RoadID has long made various fitness trackers and ID systems which help you monitor and map your rides. But their app has an interesting new feature called "eCrumb," which allows you to share your progress with your friends and family—or contact them in an emergency.
Using the app you simply pass along a link via email or text to the contacts of your choice and anyone can see where you're riding, visualized on a map in real time. You can also include different bits of information like what activity you're doing and how long you plan to be out there.

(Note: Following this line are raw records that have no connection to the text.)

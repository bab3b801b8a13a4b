//! One task per game: "multiple games may run in parallel... one
//! dedicated worker per game." Each [`GameActor`] owns its `GameState`, its
//! live `SeededRng` stream, and the narration log, and is driven entirely
//! through an unbounded mpsc channel — no lock is ever shared across games
//! or across a game's own command/AI-turn sequencing.

use std::collections::HashMap;

use common::game::command::{apply_command, BuildTarget, Command, CommandOutcome, SimConfig};
use common::log::Message;
use common::model::player::{AiLevel, PlayerSlot};
use common::model::region::RegionIndex;
use common::model::state::GameState;
use common::rng::SeededRng;
use common::rpc::{GameStateUpdate, PlayerSecret};
use runetide_ai::personality::Personality;
use runetide_ai::SearchConfig;
use tokio::sync::{mpsc, oneshot};
use tracing::{debug, info, warn};

/// A registered AI-controlled seat: which personality and difficulty drive
/// its `choose_command` calls once it becomes the active player.
#[derive(Clone, Copy)]
pub struct AiSeat {
    pub personality: &'static Personality,
    pub level: AiLevel,
}

enum Request {
    GameState { secret: PlayerSecret, reply: oneshot::Sender<Option<GameState>> },
    ArmyMove {
        secret: PlayerSecret,
        source: RegionIndex,
        target: RegionIndex,
        count: u32,
        reply: oneshot::Sender<CommandOutcome>,
    },
    Build { secret: PlayerSecret, region: RegionIndex, target: BuildTarget, reply: oneshot::Sender<CommandOutcome> },
    EndTurn { secret: PlayerSecret, queued: Vec<Command>, reply: oneshot::Sender<CommandOutcome> },
    Resign { secret: PlayerSecret, reply: oneshot::Sender<CommandOutcome> },
    WaitForUpdate { secret: PlayerSecret, since_update_id: u64, reply: oneshot::Sender<GameStateUpdate> },
}

/// A cheaply-cloned handle to a running [`GameActor`]. Every RPC call is
/// translated into a [`Request`] sent down this channel; the actor answers
/// through the paired oneshot.
#[derive(Clone)]
pub struct GameHandle {
    sender: mpsc::UnboundedSender<Request>,
}

impl GameHandle {
    pub async fn game_state(&self, secret: PlayerSecret) -> Option<GameState> {
        let (reply, rx) = oneshot::channel();
        if self.sender.send(Request::GameState { secret, reply }).is_err() {
            return None;
        }
        rx.await.ok().flatten()
    }

    pub async fn army_move(&self, secret: PlayerSecret, source: RegionIndex, target: RegionIndex, count: u32) -> CommandOutcome {
        let (reply, rx) = oneshot::channel();
        if self.sender.send(Request::ArmyMove { secret, source, target, count, reply }).is_err() {
            return unavailable();
        }
        rx.await.unwrap_or_else(|_| unavailable())
    }

    pub async fn build(&self, secret: PlayerSecret, region: RegionIndex, target: BuildTarget) -> CommandOutcome {
        let (reply, rx) = oneshot::channel();
        if self.sender.send(Request::Build { secret, region, target, reply }).is_err() {
            return unavailable();
        }
        rx.await.unwrap_or_else(|_| unavailable())
    }

    pub async fn end_turn(&self, secret: PlayerSecret, queued: Vec<Command>) -> CommandOutcome {
        let (reply, rx) = oneshot::channel();
        if self.sender.send(Request::EndTurn { secret, queued, reply }).is_err() {
            return unavailable();
        }
        rx.await.unwrap_or_else(|_| unavailable())
    }

    pub async fn resign(&self, secret: PlayerSecret) -> CommandOutcome {
        let (reply, rx) = oneshot::channel();
        if self.sender.send(Request::Resign { secret, reply }).is_err() {
            return unavailable();
        }
        rx.await.unwrap_or_else(|_| unavailable())
    }

    pub async fn wait_for_update(&self, secret: PlayerSecret, since_update_id: u64) -> Option<GameStateUpdate> {
        let (reply, rx) = oneshot::channel();
        if self.sender.send(Request::WaitForUpdate { secret, since_update_id, reply }).is_err() {
            return None;
        }
        rx.await.ok()
    }
}

fn unavailable() -> CommandOutcome {
    CommandOutcome { success: false, ..Default::default() }
}

struct Waiter {
    since_update_id: u64,
    reply: oneshot::Sender<GameStateUpdate>,
}

struct GameActor {
    state: GameState,
    rng: SeededRng,
    log: Vec<Message>,
    secrets: HashMap<PlayerSecret, PlayerSlot>,
    ai_seats: HashMap<PlayerSlot, AiSeat>,
    waiters: Vec<Waiter>,
}

impl GameActor {
    fn player_of(&self, secret: PlayerSecret) -> Option<PlayerSlot> {
        self.secrets.get(&secret).copied()
    }

    fn snapshot(&self) -> GameStateUpdate {
        GameStateUpdate { state: self.state.clone(), last_move: None, turn_moves: None }
    }

    fn apply_outcome(&mut self, outcome: &CommandOutcome) {
        if !outcome.success {
            return;
        }
        if let Some(new_state) = &outcome.new_state {
            self.state = new_state.clone();
        }
        let update = GameStateUpdate {
            state: self.state.clone(),
            last_move: outcome.last_move.clone(),
            turn_moves: outcome.turn_moves.clone(),
        };
        self.notify_waiters(update);
    }

    fn notify_waiters(&mut self, update: GameStateUpdate) {
        let update_id = self.state.update_id;
        let mut still_waiting = Vec::with_capacity(self.waiters.len());
        for waiter in self.waiters.drain(..) {
            if waiter.since_update_id < update_id {
                let _ = waiter.reply.send(update.clone());
            } else {
                still_waiting.push(waiter);
            }
        }
        self.waiters = still_waiting;
    }

    /// Runs every AI seat's turn in sequence until either a human becomes
    /// the active player or the game ends, "runs commands
    /// sequentially per game."
    fn drive_ai_turns(&mut self) {
        let mut guard = 0;
        loop {
            guard += 1;
            if guard > common::conf::MAX_PLAYER_SLOTS * 64 {
                warn!("AI turn driver bailed out after an unexpectedly long run");
                break;
            }
            if common::game::scoring::evaluate_end(&self.state).is_some() {
                break;
            }
            let Some(seat) = self.ai_seats.get(&self.state.current_player_slot).copied() else {
                break;
            };
            let command = runetide_ai::choose_command(
                &self.state,
                self.state.current_player_slot,
                seat.personality,
                seat.level,
                SearchConfig::default(),
                &mut self.rng,
            );
            debug!(player = self.state.current_player_slot, ?command, "AI turn");
            let outcome = apply_command(&self.state, self.state.current_player_slot, command, SimConfig::default(), &mut self.rng, &mut self.log);
            if !outcome.success {
                warn!(error = ?outcome.error, "AI produced an invalid command, ending its turn instead");
                let fallback = apply_command(
                    &self.state,
                    self.state.current_player_slot,
                    Command::EndTurn { queued: Vec::new() },
                    SimConfig::default(),
                    &mut self.rng,
                    &mut self.log,
                );
                self.apply_outcome(&fallback);
                continue;
            }
            self.apply_outcome(&outcome);
        }
    }

    async fn run(mut self, mut receiver: mpsc::UnboundedReceiver<Request>) {
        while let Some(request) = receiver.recv().await {
            match request {
                Request::GameState { secret, reply } => {
                    let state = self.player_of(secret).map(|_| self.state.clone());
                    let _ = reply.send(state);
                }
                Request::ArmyMove { secret, source, target, count, reply } => {
                    let Some(slot) = self.player_of(secret) else {
                        let _ = reply.send(unavailable());
                        continue;
                    };
                    let outcome = apply_command(
                        &self.state,
                        slot,
                        Command::ArmyMove { source, target, count },
                        SimConfig::default(),
                        &mut self.rng,
                        &mut self.log,
                    );
                    self.apply_outcome(&outcome);
                    if outcome.success {
                        self.drive_ai_turns();
                    }
                    let _ = reply.send(outcome);
                }
                Request::Build { secret, region, target, reply } => {
                    let Some(slot) = self.player_of(secret) else {
                        let _ = reply.send(unavailable());
                        continue;
                    };
                    let outcome = apply_command(&self.state, slot, Command::Build { region, target }, SimConfig::default(), &mut self.rng, &mut self.log);
                    self.apply_outcome(&outcome);
                    if outcome.success {
                        self.drive_ai_turns();
                    }
                    let _ = reply.send(outcome);
                }
                Request::EndTurn { secret, queued, reply } => {
                    let Some(slot) = self.player_of(secret) else {
                        let _ = reply.send(unavailable());
                        continue;
                    };
                    let outcome = apply_command(&self.state, slot, Command::EndTurn { queued }, SimConfig::default(), &mut self.rng, &mut self.log);
                    self.apply_outcome(&outcome);
                    if outcome.success {
                        self.drive_ai_turns();
                    }
                    let _ = reply.send(outcome);
                }
                Request::Resign { secret, reply } => {
                    let Some(slot) = self.player_of(secret) else {
                        let _ = reply.send(unavailable());
                        continue;
                    };
                    let outcome = apply_command(&self.state, slot, Command::Resign { player: slot }, SimConfig::default(), &mut self.rng, &mut self.log);
                    self.apply_outcome(&outcome);
                    if outcome.success {
                        self.drive_ai_turns();
                    }
                    let _ = reply.send(outcome);
                }
                Request::WaitForUpdate { secret, since_update_id, reply } => {
                    if self.player_of(secret).is_none() {
                        let _ = reply.send(self.snapshot());
                        continue;
                    }
                    if since_update_id < self.state.update_id {
                        let _ = reply.send(self.snapshot());
                    } else {
                        self.waiters.push(Waiter { since_update_id, reply });
                    }
                }
            }
        }
        info!("game actor exiting: no more handles");
    }
}

/// Spawns a game actor seeded from `state`'s own `rng_seed`, and kicks off
/// any AI seats that happen to start the game in the active slot.
pub fn spawn(state: GameState, secrets: HashMap<PlayerSecret, PlayerSlot>, ai_seats: HashMap<PlayerSlot, AiSeat>) -> GameHandle {
    let (sender, receiver) = mpsc::unbounded_channel();
    let rng = SeededRng::from_seed(&state.rng_seed);
    let mut actor = GameActor { state, rng, log: Vec::new(), secrets, ai_seats, waiters: Vec::new() };
    actor.drive_ai_turns();
    tokio::spawn(actor.run(receiver));
    GameHandle { sender }
}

The obvious application for this feature is to help someone meet up with you midway through a ride, for example. But the eCrumb function also touts itself as a way to alert your loved ones if you get lost or have an emergency. A "stationary alert" can notify anyone watching if you haven't been moving for five minutes, and if anyone needs to find you, your last known location will remain on the map like a homing beacon.
You can also customize your lock screen through the app, which will provide information like your name, emergency contacts, and medical data like allergies and blood type, should you need assistance.

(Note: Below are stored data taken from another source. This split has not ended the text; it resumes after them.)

fn should_retreat(
    attacker_casualties_total: u32,
    original_count: u32,
    attacking: &[Soldier],
    defending: &[Soldier],
) -> bool {
    attacker_casualties_total > retreat_threshold(original_count)
    && !attacking.is_empty()
    && !defending.is_empty()
}

fn finish_retreat(
    attacking: &[Soldier],
    mut events: Vec<AttackEvent>,
    source: RegionIndex,
) -> CombatOutcome {
    let _ = attacking;
    events.push(AttackEvent {
            is_retreat: true,
            sound_cue: Some(SoundCue::Combat),
            delay: Some(crate::conf::COMBAT_ROUND_DELAY_MS),
            floating_text: vec![FloatingText {
                    region_index: source,
                    text: "Retreat!".to_string(),
                    color: FloatingTextColor::Attacker,
                    width: 160,
            }],
                ..Default::default()
    });
    events.push(AttackEvent {
            sound_cue: Some(SoundCue::Combat),
            delay: Some(crate::conf::COMBAT_FINAL_DELAY_MS),
            floating_text: vec![FloatingText {
                    region_index: source,
                    text: "Defended!".to_string(),
                    color: FloatingTextColor::Defender,
                    width: 200,
            }],
                ..Default::default()
    });
    CombatOutcome { events, result: CombatResultKind::Retreat }
}

fn kill_from_end(stack: &mut Vec<Soldier>, count: usize) {
    let new_len = stack.len().saturating_sub(count);
    stack.truncate(new_len);
}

I love the idea of being able to meet up with friends while I'm out biking, and I like the idea of notifying people where and when I'm going on a long ride—that's what you're supposed to do, especially if you're heading to a remote area. But there is something a little weird about opting into a system of surveillance for the purpose of personal safety. I'm not sure I'd want my phone alerting people every time I stopped moving for five minutes (hey, maybe I was going to the bathroom!) and I wouldn't want people freaking out if I didn't return in the 2.5 hours I had originally allotted (hey, maybe I stopped for ice cream!).
But if I did get in a crash, for example, and I was laying by the road unconscious, I sure would love my lock screen to tell whoever found me to call my husband right away—whether or not he was watching my ride progress on a map. [Road ID]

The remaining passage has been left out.